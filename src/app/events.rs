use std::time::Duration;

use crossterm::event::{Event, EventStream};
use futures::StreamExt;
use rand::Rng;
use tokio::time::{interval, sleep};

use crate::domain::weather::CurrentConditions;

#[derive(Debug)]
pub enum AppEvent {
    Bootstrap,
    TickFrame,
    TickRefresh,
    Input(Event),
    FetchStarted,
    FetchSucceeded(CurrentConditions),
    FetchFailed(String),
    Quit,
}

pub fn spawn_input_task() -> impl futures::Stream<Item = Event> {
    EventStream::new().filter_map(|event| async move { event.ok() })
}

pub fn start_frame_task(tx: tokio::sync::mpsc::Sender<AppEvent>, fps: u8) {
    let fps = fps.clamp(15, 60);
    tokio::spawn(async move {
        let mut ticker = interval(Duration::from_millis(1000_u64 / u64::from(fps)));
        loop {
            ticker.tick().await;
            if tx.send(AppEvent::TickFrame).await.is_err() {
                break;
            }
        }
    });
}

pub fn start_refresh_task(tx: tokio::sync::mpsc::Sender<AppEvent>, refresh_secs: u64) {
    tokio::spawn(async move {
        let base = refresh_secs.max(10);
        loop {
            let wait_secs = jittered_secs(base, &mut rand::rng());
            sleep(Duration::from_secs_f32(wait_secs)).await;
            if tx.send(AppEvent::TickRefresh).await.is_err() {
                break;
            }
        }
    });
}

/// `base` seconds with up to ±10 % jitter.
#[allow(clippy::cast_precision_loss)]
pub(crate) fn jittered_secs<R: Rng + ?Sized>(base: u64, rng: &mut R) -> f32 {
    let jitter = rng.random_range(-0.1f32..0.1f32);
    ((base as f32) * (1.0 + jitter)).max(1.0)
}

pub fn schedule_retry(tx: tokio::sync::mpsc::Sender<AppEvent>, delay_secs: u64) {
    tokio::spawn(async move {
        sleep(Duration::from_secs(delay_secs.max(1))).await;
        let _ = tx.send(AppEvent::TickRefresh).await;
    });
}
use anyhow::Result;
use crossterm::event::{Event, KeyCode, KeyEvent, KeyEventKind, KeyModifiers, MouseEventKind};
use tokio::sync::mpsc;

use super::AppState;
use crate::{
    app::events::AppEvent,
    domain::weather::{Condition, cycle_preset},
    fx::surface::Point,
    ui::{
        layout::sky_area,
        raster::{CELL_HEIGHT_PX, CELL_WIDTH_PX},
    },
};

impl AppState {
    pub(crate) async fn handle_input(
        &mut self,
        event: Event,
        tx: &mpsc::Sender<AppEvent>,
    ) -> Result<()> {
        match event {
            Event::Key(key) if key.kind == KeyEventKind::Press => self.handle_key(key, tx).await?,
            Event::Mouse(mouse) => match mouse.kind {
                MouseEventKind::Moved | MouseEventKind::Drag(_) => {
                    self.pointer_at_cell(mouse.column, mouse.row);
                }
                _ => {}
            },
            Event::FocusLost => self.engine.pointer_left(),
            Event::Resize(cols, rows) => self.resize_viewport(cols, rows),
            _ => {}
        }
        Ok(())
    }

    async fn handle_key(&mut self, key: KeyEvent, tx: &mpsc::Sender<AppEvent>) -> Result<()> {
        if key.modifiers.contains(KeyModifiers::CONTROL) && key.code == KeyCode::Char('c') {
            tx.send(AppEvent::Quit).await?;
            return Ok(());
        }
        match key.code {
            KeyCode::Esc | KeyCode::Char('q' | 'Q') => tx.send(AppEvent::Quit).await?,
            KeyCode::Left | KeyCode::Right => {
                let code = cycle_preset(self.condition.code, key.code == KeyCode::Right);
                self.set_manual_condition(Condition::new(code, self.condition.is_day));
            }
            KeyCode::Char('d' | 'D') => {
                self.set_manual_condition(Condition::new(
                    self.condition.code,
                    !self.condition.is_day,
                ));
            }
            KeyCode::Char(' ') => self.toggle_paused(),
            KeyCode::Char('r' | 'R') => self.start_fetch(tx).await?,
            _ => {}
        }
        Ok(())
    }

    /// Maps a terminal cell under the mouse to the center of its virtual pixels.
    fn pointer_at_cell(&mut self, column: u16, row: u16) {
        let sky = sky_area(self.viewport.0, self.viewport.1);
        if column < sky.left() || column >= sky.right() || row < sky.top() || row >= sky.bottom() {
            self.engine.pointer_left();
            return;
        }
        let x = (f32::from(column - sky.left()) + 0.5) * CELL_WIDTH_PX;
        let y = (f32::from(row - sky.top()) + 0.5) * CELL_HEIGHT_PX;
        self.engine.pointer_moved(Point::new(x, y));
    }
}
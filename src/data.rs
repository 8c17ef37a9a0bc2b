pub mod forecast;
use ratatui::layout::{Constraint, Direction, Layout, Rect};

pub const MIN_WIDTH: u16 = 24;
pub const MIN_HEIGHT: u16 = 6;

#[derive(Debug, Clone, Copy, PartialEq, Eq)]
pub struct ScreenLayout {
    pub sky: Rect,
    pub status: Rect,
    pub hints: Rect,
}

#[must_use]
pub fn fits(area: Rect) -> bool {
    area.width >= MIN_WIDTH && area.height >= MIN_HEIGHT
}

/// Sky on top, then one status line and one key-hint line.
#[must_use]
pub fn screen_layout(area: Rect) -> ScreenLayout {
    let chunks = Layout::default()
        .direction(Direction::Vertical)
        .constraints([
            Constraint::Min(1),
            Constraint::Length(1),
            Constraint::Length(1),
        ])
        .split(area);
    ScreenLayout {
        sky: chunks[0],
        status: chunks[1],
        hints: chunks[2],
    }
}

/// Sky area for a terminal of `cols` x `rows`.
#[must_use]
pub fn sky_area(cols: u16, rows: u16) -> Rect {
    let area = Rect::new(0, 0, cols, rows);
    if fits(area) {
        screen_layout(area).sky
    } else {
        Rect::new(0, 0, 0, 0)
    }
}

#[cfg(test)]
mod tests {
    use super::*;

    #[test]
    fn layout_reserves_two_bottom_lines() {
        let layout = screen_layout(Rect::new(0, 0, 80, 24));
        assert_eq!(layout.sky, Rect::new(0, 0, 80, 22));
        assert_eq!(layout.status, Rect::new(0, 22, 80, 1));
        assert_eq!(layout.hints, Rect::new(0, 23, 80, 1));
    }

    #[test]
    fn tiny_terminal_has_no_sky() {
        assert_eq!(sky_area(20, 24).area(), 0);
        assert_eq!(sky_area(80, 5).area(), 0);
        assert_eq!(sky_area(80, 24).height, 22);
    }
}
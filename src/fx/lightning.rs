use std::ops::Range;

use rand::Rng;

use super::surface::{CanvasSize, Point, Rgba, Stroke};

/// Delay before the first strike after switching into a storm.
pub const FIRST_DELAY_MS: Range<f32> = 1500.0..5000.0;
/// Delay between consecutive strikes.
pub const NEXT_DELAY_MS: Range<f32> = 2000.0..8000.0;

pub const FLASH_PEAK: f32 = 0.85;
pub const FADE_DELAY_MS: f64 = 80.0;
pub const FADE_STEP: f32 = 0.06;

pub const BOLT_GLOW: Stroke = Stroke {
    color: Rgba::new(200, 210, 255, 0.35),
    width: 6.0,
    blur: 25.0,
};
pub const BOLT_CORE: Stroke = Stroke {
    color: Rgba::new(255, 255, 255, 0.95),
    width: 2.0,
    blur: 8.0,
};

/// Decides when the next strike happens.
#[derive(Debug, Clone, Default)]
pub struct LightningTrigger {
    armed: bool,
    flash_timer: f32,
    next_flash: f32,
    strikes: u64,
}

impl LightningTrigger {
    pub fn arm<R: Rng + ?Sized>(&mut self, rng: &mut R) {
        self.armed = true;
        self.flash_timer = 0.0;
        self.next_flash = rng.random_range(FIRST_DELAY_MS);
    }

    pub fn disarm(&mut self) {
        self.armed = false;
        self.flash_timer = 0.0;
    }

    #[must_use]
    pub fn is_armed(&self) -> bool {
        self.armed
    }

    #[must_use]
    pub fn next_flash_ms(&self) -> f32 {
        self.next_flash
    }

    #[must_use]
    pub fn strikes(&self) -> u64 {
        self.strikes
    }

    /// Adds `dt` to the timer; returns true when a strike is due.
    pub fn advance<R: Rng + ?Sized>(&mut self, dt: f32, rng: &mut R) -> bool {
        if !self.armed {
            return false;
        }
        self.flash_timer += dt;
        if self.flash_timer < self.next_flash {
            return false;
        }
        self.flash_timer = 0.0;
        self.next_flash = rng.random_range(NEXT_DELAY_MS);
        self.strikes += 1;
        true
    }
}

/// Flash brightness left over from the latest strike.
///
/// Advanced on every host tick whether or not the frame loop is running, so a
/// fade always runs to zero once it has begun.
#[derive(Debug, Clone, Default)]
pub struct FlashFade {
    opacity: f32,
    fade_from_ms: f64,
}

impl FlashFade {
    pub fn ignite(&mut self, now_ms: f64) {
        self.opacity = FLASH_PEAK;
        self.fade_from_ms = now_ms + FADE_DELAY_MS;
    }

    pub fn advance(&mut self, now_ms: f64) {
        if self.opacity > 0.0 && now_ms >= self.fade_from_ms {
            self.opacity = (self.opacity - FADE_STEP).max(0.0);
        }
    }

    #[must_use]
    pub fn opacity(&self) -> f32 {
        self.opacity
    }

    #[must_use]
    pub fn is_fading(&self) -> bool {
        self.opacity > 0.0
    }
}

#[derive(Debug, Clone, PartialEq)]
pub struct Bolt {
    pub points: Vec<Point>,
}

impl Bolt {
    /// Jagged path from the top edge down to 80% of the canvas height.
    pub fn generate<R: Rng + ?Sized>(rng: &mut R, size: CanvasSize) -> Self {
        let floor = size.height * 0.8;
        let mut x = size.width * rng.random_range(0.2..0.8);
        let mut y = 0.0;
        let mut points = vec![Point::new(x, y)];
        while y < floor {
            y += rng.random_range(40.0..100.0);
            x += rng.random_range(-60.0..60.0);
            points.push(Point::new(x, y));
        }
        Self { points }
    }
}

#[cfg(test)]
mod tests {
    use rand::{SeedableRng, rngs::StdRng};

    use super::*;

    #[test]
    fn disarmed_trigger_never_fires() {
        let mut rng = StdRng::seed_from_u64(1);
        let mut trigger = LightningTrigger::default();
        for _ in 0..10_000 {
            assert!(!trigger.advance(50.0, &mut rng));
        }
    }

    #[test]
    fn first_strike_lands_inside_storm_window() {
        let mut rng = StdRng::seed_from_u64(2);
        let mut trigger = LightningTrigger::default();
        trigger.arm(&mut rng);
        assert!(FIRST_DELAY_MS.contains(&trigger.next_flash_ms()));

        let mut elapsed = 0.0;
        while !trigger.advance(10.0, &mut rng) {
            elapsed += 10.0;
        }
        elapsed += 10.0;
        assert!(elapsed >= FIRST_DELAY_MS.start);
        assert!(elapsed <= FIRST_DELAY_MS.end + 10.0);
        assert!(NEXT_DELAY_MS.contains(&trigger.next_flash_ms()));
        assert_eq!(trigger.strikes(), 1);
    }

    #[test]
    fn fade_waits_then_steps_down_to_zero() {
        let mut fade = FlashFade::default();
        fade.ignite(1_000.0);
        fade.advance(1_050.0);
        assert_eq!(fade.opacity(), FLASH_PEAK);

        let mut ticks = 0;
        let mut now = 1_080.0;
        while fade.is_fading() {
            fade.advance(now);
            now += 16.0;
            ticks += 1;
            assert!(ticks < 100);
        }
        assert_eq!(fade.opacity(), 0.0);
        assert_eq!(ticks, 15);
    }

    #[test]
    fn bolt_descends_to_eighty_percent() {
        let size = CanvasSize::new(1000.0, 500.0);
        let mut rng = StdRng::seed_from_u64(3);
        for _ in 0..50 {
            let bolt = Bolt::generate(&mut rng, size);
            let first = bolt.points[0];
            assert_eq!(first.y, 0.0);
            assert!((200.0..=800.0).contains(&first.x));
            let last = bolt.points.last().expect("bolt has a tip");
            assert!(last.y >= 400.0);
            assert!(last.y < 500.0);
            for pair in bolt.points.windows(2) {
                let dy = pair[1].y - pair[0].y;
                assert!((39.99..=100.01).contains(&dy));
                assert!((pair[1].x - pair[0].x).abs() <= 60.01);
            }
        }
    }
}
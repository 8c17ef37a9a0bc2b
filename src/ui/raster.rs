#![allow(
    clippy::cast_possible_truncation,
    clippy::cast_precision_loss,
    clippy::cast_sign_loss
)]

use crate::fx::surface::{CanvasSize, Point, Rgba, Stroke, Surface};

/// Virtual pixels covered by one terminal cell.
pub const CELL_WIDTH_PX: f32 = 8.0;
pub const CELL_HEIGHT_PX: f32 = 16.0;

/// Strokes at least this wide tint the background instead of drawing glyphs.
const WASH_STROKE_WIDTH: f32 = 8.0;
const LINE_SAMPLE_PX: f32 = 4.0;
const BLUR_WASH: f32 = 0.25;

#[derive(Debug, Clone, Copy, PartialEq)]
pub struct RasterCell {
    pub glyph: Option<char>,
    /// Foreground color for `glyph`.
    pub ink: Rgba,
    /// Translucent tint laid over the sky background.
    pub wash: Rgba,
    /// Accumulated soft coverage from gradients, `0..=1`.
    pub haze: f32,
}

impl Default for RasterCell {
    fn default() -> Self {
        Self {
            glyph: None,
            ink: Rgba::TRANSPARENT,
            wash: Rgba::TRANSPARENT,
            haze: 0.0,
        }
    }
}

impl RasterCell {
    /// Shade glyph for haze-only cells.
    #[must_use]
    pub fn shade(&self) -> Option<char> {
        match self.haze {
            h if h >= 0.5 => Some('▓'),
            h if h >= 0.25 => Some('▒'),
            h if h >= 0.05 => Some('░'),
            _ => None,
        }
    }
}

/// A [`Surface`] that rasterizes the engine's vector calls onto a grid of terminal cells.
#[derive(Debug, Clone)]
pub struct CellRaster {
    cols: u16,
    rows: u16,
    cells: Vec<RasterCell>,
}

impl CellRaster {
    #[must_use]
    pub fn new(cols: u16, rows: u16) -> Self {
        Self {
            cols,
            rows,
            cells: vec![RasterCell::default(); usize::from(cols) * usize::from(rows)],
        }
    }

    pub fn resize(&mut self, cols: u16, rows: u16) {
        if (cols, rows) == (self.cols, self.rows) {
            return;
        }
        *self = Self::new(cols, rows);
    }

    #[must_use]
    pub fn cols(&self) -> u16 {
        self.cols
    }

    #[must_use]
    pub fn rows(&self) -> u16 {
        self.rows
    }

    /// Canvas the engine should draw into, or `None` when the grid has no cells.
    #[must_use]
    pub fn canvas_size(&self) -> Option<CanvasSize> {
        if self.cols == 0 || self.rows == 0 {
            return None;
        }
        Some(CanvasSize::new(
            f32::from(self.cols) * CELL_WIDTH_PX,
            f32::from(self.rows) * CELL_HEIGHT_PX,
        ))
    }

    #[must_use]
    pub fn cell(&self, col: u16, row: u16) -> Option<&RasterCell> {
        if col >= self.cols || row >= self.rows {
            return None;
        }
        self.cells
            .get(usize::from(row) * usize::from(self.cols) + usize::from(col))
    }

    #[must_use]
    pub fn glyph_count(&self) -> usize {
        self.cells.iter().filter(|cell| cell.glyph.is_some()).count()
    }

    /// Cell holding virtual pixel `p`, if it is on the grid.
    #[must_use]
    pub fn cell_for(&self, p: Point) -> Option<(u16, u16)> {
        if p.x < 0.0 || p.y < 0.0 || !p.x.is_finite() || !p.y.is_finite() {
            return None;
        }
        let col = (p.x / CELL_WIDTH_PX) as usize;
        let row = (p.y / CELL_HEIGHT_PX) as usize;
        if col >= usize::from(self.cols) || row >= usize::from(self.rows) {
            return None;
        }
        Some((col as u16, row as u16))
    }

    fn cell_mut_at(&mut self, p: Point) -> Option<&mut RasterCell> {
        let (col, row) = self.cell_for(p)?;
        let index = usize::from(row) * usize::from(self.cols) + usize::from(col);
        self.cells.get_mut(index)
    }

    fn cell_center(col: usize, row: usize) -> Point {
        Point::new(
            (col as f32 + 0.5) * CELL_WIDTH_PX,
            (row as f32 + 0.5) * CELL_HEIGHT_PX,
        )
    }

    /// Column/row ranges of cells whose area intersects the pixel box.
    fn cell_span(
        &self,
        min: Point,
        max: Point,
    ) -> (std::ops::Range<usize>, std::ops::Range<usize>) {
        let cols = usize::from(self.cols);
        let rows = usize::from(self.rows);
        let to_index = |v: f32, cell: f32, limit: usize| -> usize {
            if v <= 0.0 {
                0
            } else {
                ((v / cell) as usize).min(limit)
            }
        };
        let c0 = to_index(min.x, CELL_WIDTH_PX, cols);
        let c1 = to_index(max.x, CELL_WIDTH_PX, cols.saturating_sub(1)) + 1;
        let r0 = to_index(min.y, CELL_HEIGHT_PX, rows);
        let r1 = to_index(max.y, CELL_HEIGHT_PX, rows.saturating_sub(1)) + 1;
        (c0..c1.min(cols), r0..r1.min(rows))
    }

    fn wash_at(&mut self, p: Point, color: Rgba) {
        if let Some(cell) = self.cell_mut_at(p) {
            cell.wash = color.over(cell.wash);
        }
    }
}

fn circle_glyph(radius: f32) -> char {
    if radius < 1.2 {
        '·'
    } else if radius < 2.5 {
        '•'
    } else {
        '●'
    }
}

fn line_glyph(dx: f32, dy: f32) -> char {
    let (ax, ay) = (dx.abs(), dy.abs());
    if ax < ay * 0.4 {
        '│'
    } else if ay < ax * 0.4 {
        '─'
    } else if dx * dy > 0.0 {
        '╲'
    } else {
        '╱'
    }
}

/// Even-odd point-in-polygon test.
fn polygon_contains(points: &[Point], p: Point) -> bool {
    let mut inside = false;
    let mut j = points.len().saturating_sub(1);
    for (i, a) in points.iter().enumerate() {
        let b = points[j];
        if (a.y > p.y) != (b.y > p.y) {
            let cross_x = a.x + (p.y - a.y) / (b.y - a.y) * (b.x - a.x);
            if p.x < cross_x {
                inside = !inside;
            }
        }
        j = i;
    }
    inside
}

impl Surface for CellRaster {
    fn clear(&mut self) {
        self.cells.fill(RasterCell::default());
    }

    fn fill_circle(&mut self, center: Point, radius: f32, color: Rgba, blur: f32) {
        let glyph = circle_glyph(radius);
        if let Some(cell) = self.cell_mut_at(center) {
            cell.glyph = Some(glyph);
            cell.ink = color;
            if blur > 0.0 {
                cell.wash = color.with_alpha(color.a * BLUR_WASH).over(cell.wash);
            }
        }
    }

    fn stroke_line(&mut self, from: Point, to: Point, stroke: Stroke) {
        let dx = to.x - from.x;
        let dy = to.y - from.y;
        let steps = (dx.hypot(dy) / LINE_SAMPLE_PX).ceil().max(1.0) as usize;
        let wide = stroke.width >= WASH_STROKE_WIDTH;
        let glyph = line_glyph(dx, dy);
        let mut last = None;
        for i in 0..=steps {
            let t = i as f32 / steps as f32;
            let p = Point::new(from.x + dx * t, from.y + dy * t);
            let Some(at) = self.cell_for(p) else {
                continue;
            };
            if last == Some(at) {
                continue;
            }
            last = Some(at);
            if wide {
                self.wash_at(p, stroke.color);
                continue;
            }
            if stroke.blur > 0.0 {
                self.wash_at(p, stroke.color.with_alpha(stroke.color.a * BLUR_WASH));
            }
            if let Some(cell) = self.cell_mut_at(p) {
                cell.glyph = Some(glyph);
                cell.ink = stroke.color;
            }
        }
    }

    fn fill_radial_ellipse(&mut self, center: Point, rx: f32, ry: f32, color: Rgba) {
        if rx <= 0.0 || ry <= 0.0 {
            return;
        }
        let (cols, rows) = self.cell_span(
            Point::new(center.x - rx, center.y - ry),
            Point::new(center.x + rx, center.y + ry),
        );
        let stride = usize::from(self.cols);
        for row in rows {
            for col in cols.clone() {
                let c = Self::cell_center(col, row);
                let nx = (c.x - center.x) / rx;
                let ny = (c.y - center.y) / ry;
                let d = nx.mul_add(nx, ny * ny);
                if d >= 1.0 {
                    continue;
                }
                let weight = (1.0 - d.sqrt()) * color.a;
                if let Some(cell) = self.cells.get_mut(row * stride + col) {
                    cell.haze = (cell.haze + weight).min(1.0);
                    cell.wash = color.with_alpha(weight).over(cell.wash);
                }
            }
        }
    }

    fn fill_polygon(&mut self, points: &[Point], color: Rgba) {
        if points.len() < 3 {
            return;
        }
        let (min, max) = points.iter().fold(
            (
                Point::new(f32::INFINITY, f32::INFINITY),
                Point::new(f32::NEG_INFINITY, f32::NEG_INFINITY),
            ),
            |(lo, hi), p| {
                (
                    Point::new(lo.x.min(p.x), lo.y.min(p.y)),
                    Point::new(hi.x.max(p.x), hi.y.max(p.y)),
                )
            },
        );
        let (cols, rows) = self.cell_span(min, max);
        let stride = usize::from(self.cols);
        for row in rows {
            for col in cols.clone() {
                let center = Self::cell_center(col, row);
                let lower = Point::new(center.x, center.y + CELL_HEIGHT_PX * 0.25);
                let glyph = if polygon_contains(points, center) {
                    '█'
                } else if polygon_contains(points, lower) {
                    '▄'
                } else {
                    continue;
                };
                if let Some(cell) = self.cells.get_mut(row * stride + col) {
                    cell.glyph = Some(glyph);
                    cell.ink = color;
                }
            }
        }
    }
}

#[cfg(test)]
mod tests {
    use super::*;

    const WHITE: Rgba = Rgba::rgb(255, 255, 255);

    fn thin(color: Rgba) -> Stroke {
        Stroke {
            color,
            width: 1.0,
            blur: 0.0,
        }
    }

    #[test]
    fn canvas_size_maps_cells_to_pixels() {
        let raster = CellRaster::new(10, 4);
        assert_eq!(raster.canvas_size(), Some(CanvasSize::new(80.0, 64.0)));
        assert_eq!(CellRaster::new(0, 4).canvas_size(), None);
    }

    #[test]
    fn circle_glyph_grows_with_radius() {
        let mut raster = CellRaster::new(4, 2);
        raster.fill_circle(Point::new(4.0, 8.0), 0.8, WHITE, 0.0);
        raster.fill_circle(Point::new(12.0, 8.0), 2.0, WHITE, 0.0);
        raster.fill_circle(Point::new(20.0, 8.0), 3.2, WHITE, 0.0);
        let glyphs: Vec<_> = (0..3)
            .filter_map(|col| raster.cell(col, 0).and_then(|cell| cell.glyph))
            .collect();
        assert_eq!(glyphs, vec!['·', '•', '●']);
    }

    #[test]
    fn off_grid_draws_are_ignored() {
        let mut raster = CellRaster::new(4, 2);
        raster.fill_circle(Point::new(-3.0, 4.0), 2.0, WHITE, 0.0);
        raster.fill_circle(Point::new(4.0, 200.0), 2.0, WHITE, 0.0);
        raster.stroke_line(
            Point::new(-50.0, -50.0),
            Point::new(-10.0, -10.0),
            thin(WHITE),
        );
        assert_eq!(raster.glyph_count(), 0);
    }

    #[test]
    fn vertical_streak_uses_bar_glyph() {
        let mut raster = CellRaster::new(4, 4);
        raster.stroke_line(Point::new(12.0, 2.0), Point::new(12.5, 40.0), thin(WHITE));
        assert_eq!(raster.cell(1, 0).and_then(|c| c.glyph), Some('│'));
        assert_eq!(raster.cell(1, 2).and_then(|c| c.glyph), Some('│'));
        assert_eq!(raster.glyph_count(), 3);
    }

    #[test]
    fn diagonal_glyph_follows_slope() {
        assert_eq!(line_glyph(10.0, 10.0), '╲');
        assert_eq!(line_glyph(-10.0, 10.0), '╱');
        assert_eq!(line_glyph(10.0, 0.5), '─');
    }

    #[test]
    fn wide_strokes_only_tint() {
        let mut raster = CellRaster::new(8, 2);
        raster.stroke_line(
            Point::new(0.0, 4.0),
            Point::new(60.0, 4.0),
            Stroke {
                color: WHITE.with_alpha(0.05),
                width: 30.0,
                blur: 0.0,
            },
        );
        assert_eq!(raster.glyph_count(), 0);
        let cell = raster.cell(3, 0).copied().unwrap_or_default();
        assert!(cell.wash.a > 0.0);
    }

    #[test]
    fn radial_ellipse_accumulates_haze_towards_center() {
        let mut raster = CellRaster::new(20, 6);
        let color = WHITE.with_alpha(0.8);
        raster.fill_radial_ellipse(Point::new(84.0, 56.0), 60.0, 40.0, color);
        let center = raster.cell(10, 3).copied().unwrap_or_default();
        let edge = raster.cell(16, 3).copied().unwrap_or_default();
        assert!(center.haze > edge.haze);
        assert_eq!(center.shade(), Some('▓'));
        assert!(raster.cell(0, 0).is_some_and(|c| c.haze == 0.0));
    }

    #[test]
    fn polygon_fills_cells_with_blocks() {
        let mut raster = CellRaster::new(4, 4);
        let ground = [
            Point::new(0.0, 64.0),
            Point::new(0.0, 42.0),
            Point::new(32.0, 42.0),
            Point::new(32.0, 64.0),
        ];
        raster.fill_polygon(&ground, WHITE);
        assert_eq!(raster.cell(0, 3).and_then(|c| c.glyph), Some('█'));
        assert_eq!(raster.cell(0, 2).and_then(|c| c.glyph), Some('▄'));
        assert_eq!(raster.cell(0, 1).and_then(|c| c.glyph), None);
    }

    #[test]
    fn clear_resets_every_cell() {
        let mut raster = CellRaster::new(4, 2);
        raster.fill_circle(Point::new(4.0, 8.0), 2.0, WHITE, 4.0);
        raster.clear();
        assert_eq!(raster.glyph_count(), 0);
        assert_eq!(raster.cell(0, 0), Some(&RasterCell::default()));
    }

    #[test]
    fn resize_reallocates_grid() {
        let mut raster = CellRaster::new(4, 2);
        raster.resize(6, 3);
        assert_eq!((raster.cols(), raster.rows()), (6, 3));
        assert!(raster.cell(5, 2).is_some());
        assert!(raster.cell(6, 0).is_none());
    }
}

=======

**ACTIVITY:** Out of the entries above, write out only the lines between the line holding "Accumulated soft coverage" and the line holding "h if h >= 0.5", inclusive, each exactly as given.

**EXERCISE ANSWER:**
    /// Accumulated soft coverage from gradients, `0..=1`.
    pub haze: f32,
}

impl Default for RasterCell {
    fn default() -> Self {
        Self {
            glyph: None,
            ink: Rgba::TRANSPARENT,
            wash: Rgba::TRANSPARENT,
            haze: 0.0,
        }
    }
}

impl RasterCell {
    /// Shade glyph for haze-only cells.
    #[must_use]
    pub fn shade(&self) -> Option<char> {
        match self.haze {
            h if h >= 0.5 => Some('▓'),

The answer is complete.